Document Type : Original Article
Authors
1 Department of Microbiology, Mayo Institute of Medical Sciences, Barabanki, Uttar Pradesh, India
2 Department of Microbiology, Gold Field Institute of Medical Sciences and Research, Faridabad, Haryana, India
Abstract
Objective: There is an increased prevalence of extended‑spectrum beta‑lactamase producing
Klebsiella pneumoniae (ESBL‑KP) worldwide including India, which is a major concern
for the clinicians, especially in intensive care units and pediatric patients. This study aims to
determine the prevalence of ESBL‑KP and antimicrobial sensitivity profile to plan a proper
hospital infection control program to prevent the spread of resistant strains.
Methods: KP isolates obtained from various clinical samples were evaluated to detect the
production of ESBL by phenotypic methods. Antimicrobial susceptibility profile was also
determined of all the isolates.
Findings: Of 223 nonduplicate isolates of K. pneumoniae, 114 (51.1%) were ESBL producer
and antimicrobial susceptibility profile showed the isolates were uniformly sensitive to
imipenem and highly susceptible to beta‑lactamase inhibitor combination drugs(67–81%) and
aminoglycosides (62–76%), but less susceptible to third generation cephalosporins (14–24%)

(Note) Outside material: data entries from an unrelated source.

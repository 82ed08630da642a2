use std::fmt::{Display, Formatter};
use std::str::FromStr;

use serde::{Deserialize, Serialize};

use crate::{Symbol, ValidationError};

/// Kind of instrument held in a template slot.
#[derive(Debug, Clone, Copy, PartialEq, Eq, Hash, Serialize, Deserialize)]
pub enum AssetType {
    #[serde(rename = "ETF", alias = "etf")]
    Etf,
    #[serde(rename = "Stock", alias = "stock")]
    Stock,
}

impl AssetType {
    pub const fn as_str(self) -> &'static str {
        match self {
            Self::Etf => "ETF",
            Self::Stock => "Stock",
        }
    }
}

impl Display for AssetType {
    fn fmt(&self, f: &mut Formatter<'_>) -> std::fmt::Result {
        f.write_str(self.as_str())
    }
}

impl FromStr for AssetType {
    type Err = ValidationError;

    fn from_str(value: &str) -> Result<Self, Self::Err> {
        match value.trim().to_ascii_lowercase().as_str() {
            "etf" => Ok(Self::Etf),
            "stock" => Ok(Self::Stock),
            _ => Err(ValidationError::InvalidAssetType {
                value: value.to_owned(),
            }),
        }
    }
}

/// Annualized return and risk characteristics of one catalog asset.
#[derive(Debug, Clone, PartialEq, Serialize, Deserialize)]
pub struct AssetProfile {
    pub symbol: Symbol,
    pub asset_type: AssetType,
    /// Annualized expected return, `0.10` is 10%.
    pub expected_return: f64,
    /// Annualized standard deviation of return.
    pub volatility: f64,
    pub asset_class: String,
}

impl AssetProfile {
    pub fn new(
        symbol: Symbol,
        asset_type: AssetType,
        expected_return: f64,
        volatility: f64,
        asset_class: impl Into<String>,
    ) -> Result<Self, ValidationError> {
        validate_finite("expected_return", expected_return)?;
        validate_non_negative("volatility", volatility)?;

        Ok(Self {
            symbol,
            asset_type,
            expected_return,
            volatility,
            asset_class: asset_class.into(),
        })
    }

    pub(crate) fn validate(&self) -> Result<(), ValidationError> {
        validate_finite("expected_return", self.expected_return)?;
        validate_non_negative("volatility", self.volatility)
    }
}

/// Risk profile of the investor's local currency against the quote currency.
#[derive(Debug, Clone, PartialEq, Serialize, Deserialize)]
pub struct CurrencyProfile {
    pub local_currency: String,
    pub quote_currency: String,
    /// Expected annual change of the local currency; negative is depreciation.
    pub drift: f64,
    pub volatility: f64,
}

impl CurrencyProfile {
    pub fn new(
        local_currency: &str,
        quote_currency: &str,
        drift: f64,
        volatility: f64,
    ) -> Result<Self, ValidationError> {
        let profile = Self {
            local_currency: validate_currency_code(local_currency)?,
            quote_currency: validate_currency_code(quote_currency)?,
            drift,
            volatility,
        };
        profile.validate()?;
        Ok(profile)
    }

    pub(crate) fn validate(&self) -> Result<(), ValidationError> {
        validate_currency_code(&self.local_currency)?;
        validate_currency_code(&self.quote_currency)?;
        validate_finite("drift", self.drift)?;
        validate_non_negative("fx_volatility", self.volatility)
    }
}

/// One slot of an allocation template.
#[derive(Debug, Clone, PartialEq, Serialize, Deserialize)]
pub struct TemplateEntry {
    pub symbol: Symbol,
    pub asset_type: AssetType,
    pub percent: f64,
}

/// Ordered symbol/percent slots for a risk tier.
#[derive(Debug, Clone, PartialEq, Serialize, Deserialize)]
#[serde(transparent)]
pub struct AllocationTemplate {
    entries: Vec<TemplateEntry>,
}

impl AllocationTemplate {
    pub fn new(entries: Vec<TemplateEntry>) -> Self {
        Self { entries }
    }

    pub fn entries(&self) -> &[TemplateEntry] {
        &self.entries
    }

    pub fn total_percent(&self) -> f64 {
        self.entries.iter().map(|entry| entry.percent).sum()
    }

    pub fn symbols(&self) -> Vec<Symbol> {
        self.entries.iter().map(|entry| entry.symbol.clone()).collect()
    }
}

/// Exchange-rate state for one request.
#[derive(Debug, Clone, Copy, PartialEq, Serialize, Deserialize)]
pub struct FxState {
    /// Local currency per one unit of quote currency.
    pub rate: f64,
    pub drift: f64,
    pub volatility: f64,
}

/// Portfolio-level expected return and volatility.
#[derive(Debug, Clone, Copy, PartialEq, Serialize, Deserialize)]
pub struct PortfolioStatistics {
    pub expected_return: f64,
    pub volatility: f64,
}

/// Sized position produced by a portfolio build.
#[derive(Debug, Clone, PartialEq, Serialize, Deserialize)]
pub struct PositionEntry {
    pub symbol: Symbol,
    pub asset_type: AssetType,
    pub allocation_percent: f64,
    /// Unit price in quote currency.
    pub unit_price: f64,
    pub amount_local: f64,
    pub amount_quote: f64,
    pub fractional_units: f64,
}

/// Symbol and weight pair consumed by the statistics aggregator.
#[derive(Debug, Clone, PartialEq, Serialize, Deserialize)]
pub struct WeightedSymbol {
    pub symbol: Symbol,
    pub allocation_percent: f64,
}

impl WeightedSymbol {
    pub fn new(symbol: Symbol, allocation_percent: f64) -> Self {
        Self {
            symbol,
            allocation_percent,
        }
    }

    /// Weights must be finite and non-negative.
    pub fn validate(&self) -> Result<(), ValidationError> {
        validate_non_negative("allocation_percent", self.allocation_percent)
    }
}

impl From<&PositionEntry> for WeightedSymbol {
    fn from(position: &PositionEntry) -> Self {
        Self::new(position.symbol.clone(), position.allocation_percent)
    }
}

impl FromStr for WeightedSymbol {
    type Err = ValidationError;

    /// Parses `SYMBOL=PERCENT`, e.g. `SPY=50`.
    fn from_str(value: &str) -> Result<Self, Self::Err> {
        let invalid = || ValidationError::InvalidAllocationEntry {
            value: value.to_owned(),
        };
        let (symbol, percent) = value.split_once('=').ok_or_else(invalid)?;
        let percent = percent.trim().parse::<f64>().map_err(|_| invalid())?;
        validate_non_negative("allocation_percent", percent)?;

        Ok(Self::new(Symbol::parse(symbol)?, percent))
    }
}

/// Validate and normalize currency to an uppercase 3-letter code.
pub fn validate_currency_code(input: &str) -> Result<String, ValidationError> {
    let normalized = input.trim().to_ascii_uppercase();
    let is_valid = normalized.len() == 3 && normalized.chars().all(|ch| ch.is_ascii_alphabetic());

    if !is_valid {
        return Err(ValidationError::InvalidCurrency {
            value: input.to_owned(),
        });
    }

    Ok(normalized)
}

pub(crate) fn validate_finite(field: &'static str, value: f64) -> Result<(), ValidationError> {
    if !value.is_finite() {
        return Err(ValidationError::NonFiniteValue { field });
    }
    Ok(())
}

pub(crate) fn validate_non_negative(
    field: &'static str,
    value: f64,
) -> Result<(), ValidationError> {
    validate_finite(field, value)?;
    if value < 0.0 {
        return Err(ValidationError::NegativeValue { field });
    }
    Ok(())
}
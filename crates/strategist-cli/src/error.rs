use strategist_core::{ConfigError, EngineError, ValidationError};
use thiserror::Error;

/// CLI-level error categories mapped to exit codes.
#[derive(Debug, Error)]
pub enum CliError {
    #[error(transparent)]
    Validation(#[from] ValidationError),

    #[error(transparent)]
    Engine(#[from] EngineError),

    #[error(transparent)]
    Config(#[from] ConfigError),

    #[error("strict mode failed: warnings={warning_count}")]
    StrictModeViolation { warning_count: usize },

    #[error(transparent)]
    Serialization(#[from] serde_json::Error),

    #[error(transparent)]
    Io(#[from] std::io::Error),
}

impl CliError {
    pub const fn exit_code(&self) -> u8 {
        match self {
            Self::Validation(_) => 2,
            Self::Engine(EngineError::Validation(_)) => 2,
            Self::Engine(_) => 3,
            Self::Serialization(_) => 4,
            Self::StrictModeViolation { .. } => 5,
            Self::Config(_) => 7,
            Self::Io(_) => 10,
        }
    }
}
use std::fmt::{Display, Formatter};

use serde::{Deserialize, Serialize};

/// Coarse risk tolerance label selecting an allocation template.
#[derive(Debug, Clone, Copy, PartialEq, Eq, Hash, PartialOrd, Ord, Serialize, Deserialize)]
#[serde(rename_all = "snake_case")]
pub enum RiskTier {
    Low,
    Medium,
    High,
}

impl RiskTier {
    pub const ALL: [Self; 3] = [Self::Low, Self::Medium, Self::High];

    pub const fn as_str(self) -> &'static str {
        match self {
            Self::Low => "low",
            Self::Medium => "medium",
            Self::High => "high",
        }
    }

    /// Strict, case-insensitive lookup.
    pub fn parse(input: &str) -> Option<Self> {
        match input.trim().to_ascii_lowercase().as_str() {
            "low" => Some(Self::Low),
            "medium" => Some(Self::Medium),
            "high" => Some(Self::High),
            _ => None,
        }
    }

    /// Lenient lookup: anything unrecognized becomes [`RiskTier::Medium`].
    pub fn resolve(input: &str) -> Self {
        Self::parse(input).unwrap_or_else(|| {
            tracing::warn!(requested = input, "unrecognized risk tier, using medium");
            Self::Medium
        })
    }

    pub const fn label(self) -> &'static str {
        match self {
            Self::Low => "Conservative (Low Risk)",
            Self::Medium => "Balanced (Medium Risk)",
            Self::High => "Aggressive (High Risk)",
        }
    }

    pub const fn description(self) -> &'static str {
        match self {
            Self::Low => {
                "Focus on stable, defensive stocks and ETFs. Lower returns but safer."
            }
            Self::Medium => "Mix of growth and stability. Good for most investors.",
            Self::High => {
                "Growth-focused with tech stocks. Higher potential returns but volatile."
            }
        }
    }

    pub const fn volatility_band(self) -> &'static str {
        match self {
            Self::Low => "15-18% annually",
            Self::Medium => "18-22% annually",
            Self::High => "22-25% annually",
        }
    }
}

impl Display for RiskTier {
    fn fmt(&self, f: &mut Formatter<'_>) -> std::fmt::Result {
        f.write_str(self.as_str())
    }
}

#[cfg(test)]
mod tests {
    use super::*;

    #[test]
    fn parse_is_case_insensitive() {
        assert_eq!(RiskTier::parse(" HIGH "), Some(RiskTier::High));
        assert_eq!(RiskTier::parse("Low"), Some(RiskTier::Low));
        assert_eq!(RiskTier::parse("aggressive"), None);
    }

    #[test]
    fn resolve_defaults_to_medium() {
        assert_eq!(RiskTier::resolve("yolo"), RiskTier::Medium);
        assert_eq!(RiskTier::resolve(""), RiskTier::Medium);
        assert_eq!(RiskTier::resolve("low"), RiskTier::Low);
    }
}
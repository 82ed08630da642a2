//! Behavior tests for market-data resolution.
//!
//! These tests verify how live quotes and exchange rates are fetched, how
//! failures degrade to the fallback table, and which warnings surface.

use std::sync::atomic::{AtomicU32, Ordering};
use std::sync::Arc;
use std::time::Duration;

use strategist_core::{
    adapters::DEFAULT_FALLBACK_FX_RATE, BuildRequest, CurrencyProfile, ExchangeRateAdapter,
    FinnhubAdapter, FixedMarketData, HttpClient, HttpError, HttpResponse, MarketDataConfig,
    MarketDataResolver, ProviderId, QuoteSource, RetryPolicy, SourceError, SourceFuture,
    StaticHttpClient, Symbol, TimeHorizon,
};
use strategist_tests::{builtin_engine, symbol};

const FINNHUB: &str = "https://finnhub.test/api/v1";
const FX: &str = "https://fx.test/v4";

fn medium_symbols() -> Vec<Symbol> {
    vec![symbol("SPY"), symbol("AAPL"), symbol("KO")]
}

fn quote_url(ticker: &str) -> String {
    format!("{FINNHUB}/quote?symbol={ticker}&token=")
}

fn fx_url() -> String {
    format!("{FX}/latest/USD")
}

fn healthy_http() -> StaticHttpClient {
    StaticHttpClient::new()
        .respond(quote_url("SPY"), HttpResponse::ok_json(r#"{"c": 581.234, "pc": 579.1}"#))
        .respond(quote_url("AAPL"), HttpResponse::ok_json(r#"{"c": 231.5}"#))
        .respond(quote_url("KO"), HttpResponse::ok_json(r#"{"c": 61.98}"#))
        .respond(
            fx_url(),
            HttpResponse::ok_json(r#"{"base": "USD", "rates": {"NGN": 1525.5, "EUR": 0.92}}"#),
        )
}

fn resolver_over(http: Arc<StaticHttpClient>, api_key: Option<&str>) -> MarketDataResolver {
    let http: Arc<dyn HttpClient> = http;
    let quotes = FinnhubAdapter::new(Arc::clone(&http), api_key.map(str::to_owned))
        .with_base_url(FINNHUB);
    let fx = ExchangeRateAdapter::new(http, "USD", "NGN").with_base_url(FX);
    MarketDataResolver::new(Arc::new(quotes), Arc::new(fx))
        .with_retry(RetryPolicy::fixed(Duration::ZERO, 1))
}

fn requests_to(http: &StaticHttpClient, prefix: &str) -> usize {
    http.requests()
        .iter()
        .filter(|request| request.url.starts_with(prefix))
        .count()
}

// =============================================================================
// Market Data: Healthy Sources
// =============================================================================

#[tokio::test]
async fn when_sources_are_healthy_snapshot_uses_live_values() {
    // Given: live quote and rate endpoints
    let http = Arc::new(healthy_http());
    let resolver = resolver_over(Arc::clone(&http), Some("demo-key"));

    // When: the medium symbols are resolved
    let market = resolver.resolve(&medium_symbols()).await;

    // Then: every value is live, rounded to cents, without warnings
    assert_eq!(market.snapshot.fx_rate, 1525.5);
    assert_eq!(market.snapshot.price(&symbol("SPY")), Some(581.23));
    assert_eq!(market.snapshot.price(&symbol("AAPL")), Some(231.5));
    assert_eq!(market.snapshot.price(&symbol("KO")), Some(61.98));
    assert_eq!(
        market.source_chain,
        vec![ProviderId::ExchangeRateApi, ProviderId::Finnhub]
    );
    assert!(market.warnings.is_empty(), "warnings: {:?}", market.warnings);

    // And: each endpoint was called exactly once
    assert_eq!(http.requests().len(), 4);
}

#[tokio::test]
async fn when_quote_is_requested_api_key_and_timeout_are_sent() {
    // Given: a Finnhub adapter with a key and a short timeout
    let http = Arc::new(healthy_http());
    let adapter = FinnhubAdapter::new(http.clone(), Some(String::from("k&y")))
        .with_base_url(format!("{FINNHUB}/"))
        .with_timeout_ms(750);

    // When: a price is requested
    let price = adapter.price(&symbol("spy")).await.expect("price");

    // Then: the request carries the encoded key, timeout and JSON accept header
    assert_eq!(price, 581.23);
    let requests = http.requests();
    assert_eq!(requests.len(), 1);
    assert_eq!(requests[0].url, format!("{FINNHUB}/quote?symbol=SPY&token=k%26y"));
    assert_eq!(requests[0].timeout_ms, 750);
    assert_eq!(
        requests[0].headers.get("accept").map(String::as_str),
        Some("application/json")
    );
}

#[tokio::test]
async fn when_resolved_market_feeds_engine_report_uses_live_rate() {
    // Given: live data for the medium template
    let resolver = resolver_over(Arc::new(healthy_http()), Some("demo-key"));
    let engine = builtin_engine();
    let request = BuildRequest::new(50_000.0, "medium", TimeHorizon::one_year());
    let symbols = engine
        .catalog()
        .template(strategist_core::RiskTier::Medium)
        .symbols();

    // When: the market is resolved and the portfolio built
    let market = resolver.resolve(&symbols).await;
    let report = engine.build(&request, &market.snapshot).expect("build");

    // Then: the report reflects the live rate and prices
    assert_eq!(report.fx_rate, 1525.5);
    assert_eq!(report.positions[0].unit_price, 581.23);
    assert_eq!(report.buying_power_quote, 32.78);
}

// =============================================================================
// Market Data: Degradation to Fallback
// =============================================================================

#[tokio::test]
async fn when_one_quote_fails_only_that_symbol_falls_back() {
    // Given: AAPL answers with a server error
    let http = Arc::new(
        StaticHttpClient::new()
            .respond(quote_url("AAPL"), HttpResponse::with_status(503, "busy"))
            .respond(quote_url("SPY"), HttpResponse::ok_json(r#"{"c": 580.5}"#))
            .respond(quote_url("KO"), HttpResponse::ok_json(r#"{"c": 62.5}"#))
            .respond(fx_url(), HttpResponse::ok_json(r#"{"rates": {"NGN": 1530}}"#)),
    );
    let resolver = resolver_over(Arc::clone(&http), Some("demo-key"));

    // When: the medium symbols are resolved
    let market = resolver.resolve(&medium_symbols()).await;

    // Then: AAPL uses the fallback price and is the only warning
    assert_eq!(market.snapshot.price(&symbol("AAPL")), Some(230.0));
    assert_eq!(market.snapshot.price(&symbol("SPY")), Some(580.5));
    assert_eq!(market.warnings.len(), 1);
    assert!(market.warnings[0].contains("AAPL"));
    assert!(market.warnings[0].contains("source.unavailable"));
    assert_eq!(
        market.source_chain,
        vec![ProviderId::ExchangeRateApi, ProviderId::Finnhub, ProviderId::Fixed]
    );

    // And: the failure is reported with its stable code and provider
    assert_eq!(market.errors.len(), 1);
    assert_eq!(market.errors[0].code, "source.unavailable");
    assert_eq!(market.errors[0].source, Some(ProviderId::Finnhub));

    // And: the retryable failure was attempted twice
    assert_eq!(requests_to(&http, &quote_url("AAPL")), 2);
}

#[tokio::test]
async fn when_provider_rate_limits_system_retries_then_falls_back() {
    // Given: every quote call is rate limited
    let http = Arc::new(
        StaticHttpClient::new()
            .respond(format!("{FINNHUB}/quote"), HttpResponse::with_status(429, ""))
            .respond(fx_url(), HttpResponse::ok_json(r#"{"rates": {"NGN": 1540.25}}"#)),
    );
    let resolver = resolver_over(Arc::clone(&http), Some("demo-key"))
        .with_retry(RetryPolicy::fixed(Duration::ZERO, 2));

    // When: a single price is resolved
    let resolved = resolver.price(&symbol("KO")).await;

    // Then: the fallback value is used with a rate-limit warning
    assert_eq!(resolved.value, 62.0);
    assert_eq!(resolved.source, ProviderId::Fixed);
    let warning = resolved.warning.expect("warning");
    assert!(warning.contains("source.rate_limited"), "{warning}");
    assert!(warning.contains("62.00"), "{warning}");

    // And: the initial call plus two retries were made
    assert_eq!(requests_to(&http, &format!("{FINNHUB}/quote")), 3);
}

#[tokio::test]
async fn when_api_key_is_missing_no_quote_request_is_sent() {
    // Given: no Finnhub key
    let http = Arc::new(healthy_http());
    let resolver = resolver_over(Arc::clone(&http), None);

    // When: the medium symbols are resolved
    let market = resolver.resolve(&medium_symbols()).await;

    // Then: prices come from the fallback table without touching the network
    assert_eq!(requests_to(&http, FINNHUB), 0);
    assert_eq!(market.snapshot.price(&symbol("SPY")), Some(580.0));
    assert_eq!(market.warnings.len(), 3);
    assert!(market
        .warnings
        .iter()
        .all(|warning| warning.contains("source.not_configured")));

    // And: the live rate is still used
    assert_eq!(market.snapshot.fx_rate, 1525.5);
}

#[tokio::test]
async fn when_rate_payload_lacks_local_currency_fallback_rate_is_used() {
    // Given: the rate payload has no NGN entry
    let http = Arc::new(
        StaticHttpClient::new()
            .respond(fx_url(), HttpResponse::ok_json(r#"{"rates": {"EUR": 0.92}}"#)),
    );
    let resolver = resolver_over(Arc::clone(&http), Some("demo-key"));

    // When: the rate is resolved
    let resolved = resolver.fx_rate().await;

    // Then: the fallback rate substitutes, without retrying a bad payload
    assert_eq!(resolved.value, DEFAULT_FALLBACK_FX_RATE);
    assert_eq!(resolved.source, ProviderId::Fixed);
    assert!(resolved
        .warning
        .expect("warning")
        .contains("source.invalid_response"));
    assert_eq!(requests_to(&http, FX), 1);
}

#[tokio::test]
async fn when_transport_fails_custom_fallback_table_is_used() {
    // Given: a failing transport and a custom fallback table
    let http = Arc::new(
        StaticHttpClient::new().fail(FINNHUB, HttpError::non_retryable("connection refused")),
    );
    let fallback = FixedMarketData::new(1600.0, 50.0).with_price(symbol("SPY"), 600.0);
    let resolver = resolver_over(http, Some("demo-key")).with_fallback(fallback);

    // When: the market is resolved
    let market = resolver.resolve(&[symbol("SPY"), symbol("NVDA")]).await;

    // Then: known symbols use the table and unknown ones its default price
    assert_eq!(market.snapshot.fx_rate, 1600.0);
    assert_eq!(market.snapshot.price(&symbol("SPY")), Some(600.0));
    assert_eq!(market.snapshot.price(&symbol("NVDA")), Some(50.0));
    assert_eq!(market.warnings.len(), 3);
    assert_eq!(market.source_chain, vec![ProviderId::Fixed]);
}

// =============================================================================
// Market Data: Retry Recovery
// =============================================================================

struct FlakyQuotes {
    failures_left: AtomicU32,
    calls: AtomicU32,
}

impl FlakyQuotes {
    fn failing(times: u32) -> Self {
        Self {
            failures_left: AtomicU32::new(times),
            calls: AtomicU32::new(0),
        }
    }
}

impl QuoteSource for FlakyQuotes {
    fn id(&self) -> ProviderId {
        ProviderId::Finnhub
    }

    fn price<'a>(&'a self, _symbol: &'a Symbol) -> SourceFuture<'a, f64> {
        Box::pin(async move {
            self.calls.fetch_add(1, Ordering::SeqCst);
            let remaining = self.failures_left.load(Ordering::SeqCst);
            if remaining > 0 {
                self.failures_left.store(remaining - 1, Ordering::SeqCst);
                return Err(SourceError::unavailable("timeout"));
            }
            Ok(101.5)
        })
    }
}

#[tokio::test]
async fn when_transient_failure_clears_retry_returns_live_value() {
    // Given: a quote source that times out twice before answering
    let quotes = Arc::new(FlakyQuotes::failing(2));
    let fx = ExchangeRateAdapter::new(Arc::new(healthy_http()), "USD", "NGN").with_base_url(FX);
    let resolver = MarketDataResolver::new(quotes.clone(), Arc::new(fx))
        .with_retry(RetryPolicy::fixed(Duration::ZERO, 2));

    // When: a price is resolved
    let resolved = resolver.price(&symbol("AAPL")).await;

    // Then: the third attempt succeeds without a warning
    assert_eq!(resolved.value, 101.5);
    assert_eq!(resolved.source, ProviderId::Finnhub);
    assert_eq!(resolved.warning, None);
    assert_eq!(quotes.calls.load(Ordering::SeqCst), 3);
}

// =============================================================================
// Market Data: Offline Mode and Configuration
// =============================================================================

#[tokio::test]
async fn when_offline_fixed_values_are_used_without_warnings() {
    // Given: an offline resolver
    let resolver = MarketDataResolver::offline(FixedMarketData::builtin());

    // When: the medium symbols are resolved
    let market = resolver.resolve(&medium_symbols()).await;

    // Then: the constant table answers silently
    assert!(resolver.is_offline());
    assert_eq!(market.snapshot.fx_rate, 1540.0);
    assert_eq!(market.snapshot.price(&symbol("KO")), Some(62.0));
    assert!(market.warnings.is_empty());
    assert_eq!(market.source_chain, vec![ProviderId::Fixed]);
}

#[tokio::test]
async fn when_built_from_config_resolver_uses_configured_endpoints() {
    // Given: configuration pointing at test endpoints
    let config = MarketDataConfig::from_lookup(|name| match name {
        "STRATEGIST_FINNHUB_API_KEY" => Some(String::from("cfg-key")),
        "STRATEGIST_FINNHUB_BASE_URL" => Some(String::from(FINNHUB)),
        "STRATEGIST_FX_BASE_URL" => Some(String::from(FX)),
        "STRATEGIST_TIMEOUT_MS" => Some(String::from("1200")),
        "STRATEGIST_MAX_RETRIES" => Some(String::from("0")),
        _ => None,
    })
    .expect("valid config");
    let http = Arc::new(healthy_http());
    let currency = CurrencyProfile {
        local_currency: String::from("NGN"),
        quote_currency: String::from("USD"),
        drift: -0.04,
        volatility: 0.10,
    };

    // When: the resolver is built and used
    let resolver = MarketDataResolver::from_config(&config, &currency, http.clone());
    let market = resolver.resolve(&[symbol("SPY")]).await;

    // Then: the configured endpoints, key and timeout are used
    assert!(market.warnings.is_empty(), "warnings: {:?}", market.warnings);
    let requests = http.requests();
    assert!(requests
        .iter()
        .any(|request| request.url == format!("{FINNHUB}/quote?symbol=SPY&token=cfg-key")));
    assert!(requests.iter().all(|request| request.timeout_ms == 1200));
}
use serde::{Deserialize, Serialize};

use crate::EngineError;

use super::round_to;

/// Budget split for one template slot.
#[derive(Debug, Clone, Copy, PartialEq, Serialize, Deserialize)]
pub struct Allocation {
    pub amount_local: f64,
    pub amount_quote: f64,
}

/// Local currency to quote currency arithmetic.
#[derive(Debug, Clone, Copy, Default)]
pub struct CurrencyConverter;

impl CurrencyConverter {
    /// Quote-currency value of the whole budget, rounded to cents.
    pub fn buying_power(budget_local: f64, fx_rate: f64) -> Result<f64, EngineError> {
        check_rate(fx_rate)?;
        Ok(round_to(budget_local / fx_rate, 2))
    }

    /// Amount assigned to a slot holding `percent` of the budget.
    pub fn allocate(
        budget_local: f64,
        percent: f64,
        fx_rate: f64,
    ) -> Result<Allocation, EngineError> {
        check_rate(fx_rate)?;
        let amount_local = budget_local * (percent / 100.0);
        let amount_quote = amount_local / fx_rate;

        Ok(Allocation {
            amount_local: round_to(amount_local, 2),
            amount_quote: round_to(amount_quote, 2),
        })
    }
}

fn check_rate(fx_rate: f64) -> Result<(), EngineError> {
    if !fx_rate.is_finite() || fx_rate <= 0.0 {
        return Err(EngineError::InvalidRate { rate: fx_rate });
    }
    Ok(())
}
use strategist_core::{BuildRequest, RiskTier};

use crate::cli::BuildArgs;
use crate::error::CliError;
use crate::output;

use super::{tier_warning, CommandContext, CommandResult};

pub async fn run(args: &BuildArgs, context: &CommandContext) -> Result<CommandResult, CliError> {
    let request = BuildRequest::new(args.budget, args.risk.as_str(), args.horizon);
    request.validate()?;

    let tier = RiskTier::parse(&request.risk_tier).unwrap_or(RiskTier::Medium);
    let symbols = context.engine.catalog().template(tier).symbols();
    let market = context.resolver.resolve(&symbols).await;

    let report = context.engine.build(&request, &market.snapshot)?;
    let table = output::report_lines(&report);
    let data = serde_json::to_value(&report)?;

    let mut result = CommandResult::ok(data, market.source_chain)
        .with_warnings(market.warnings)
        .with_errors(market.errors)
        .with_latency(market.latency_ms)
        .with_table(table);
    if let Some(warning) = tier_warning(&args.risk) {
        result = result.with_warning(warning);
    }
    Ok(result)
}
use crate::{Catalog, PortfolioStatistics, WeightedSymbol};

/// Weighted portfolio return and volatility from catalog profiles.
///
/// Variance is `Σ (w·σ)²`: assets are treated as uncorrelated, so the
/// covariance cross terms of a full mean-variance model are absent.
#[derive(Debug, Clone, Copy)]
pub struct PortfolioStatisticsAggregator<'a> {
    catalog: &'a Catalog,
}

impl<'a> PortfolioStatisticsAggregator<'a> {
    pub fn new(catalog: &'a Catalog) -> Self {
        Self { catalog }
    }

    pub fn aggregate(&self, positions: &[WeightedSymbol]) -> PortfolioStatistics {
        let mut weighted_return = 0.0;
        let mut weighted_variance = 0.0;

        for position in positions {
            let weight = position.allocation_percent / 100.0;
            let (expected_return, volatility) =
                self.catalog.return_and_volatility(&position.symbol);

            weighted_return += weight * expected_return;
            weighted_variance += (weight * volatility).powi(2);
        }

        let stats = PortfolioStatistics {
            expected_return: weighted_return,
            volatility: weighted_variance.max(0.0).sqrt(),
        };
        tracing::debug!(
            positions = positions.len(),
            expected_return = stats.expected_return,
            volatility = stats.volatility,
            "aggregated portfolio statistics"
        );
        stats
    }
}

and non‑β‑lactam antibiotics such as nitrofurantoin (57%), fluoroquinolones (29–57%),
piperacillin (19–23%), and aztreonam (15–24%).
Conclusion: This study found that beta‑lactamase inhibitor combinations are effective
in treatment of such infections due to ESBL‑KP thus these drugs should be a part of the
empirical therapy and carbapenems should be used when the antimicrobial susceptibility
tests report resistance against inhibitors combinations.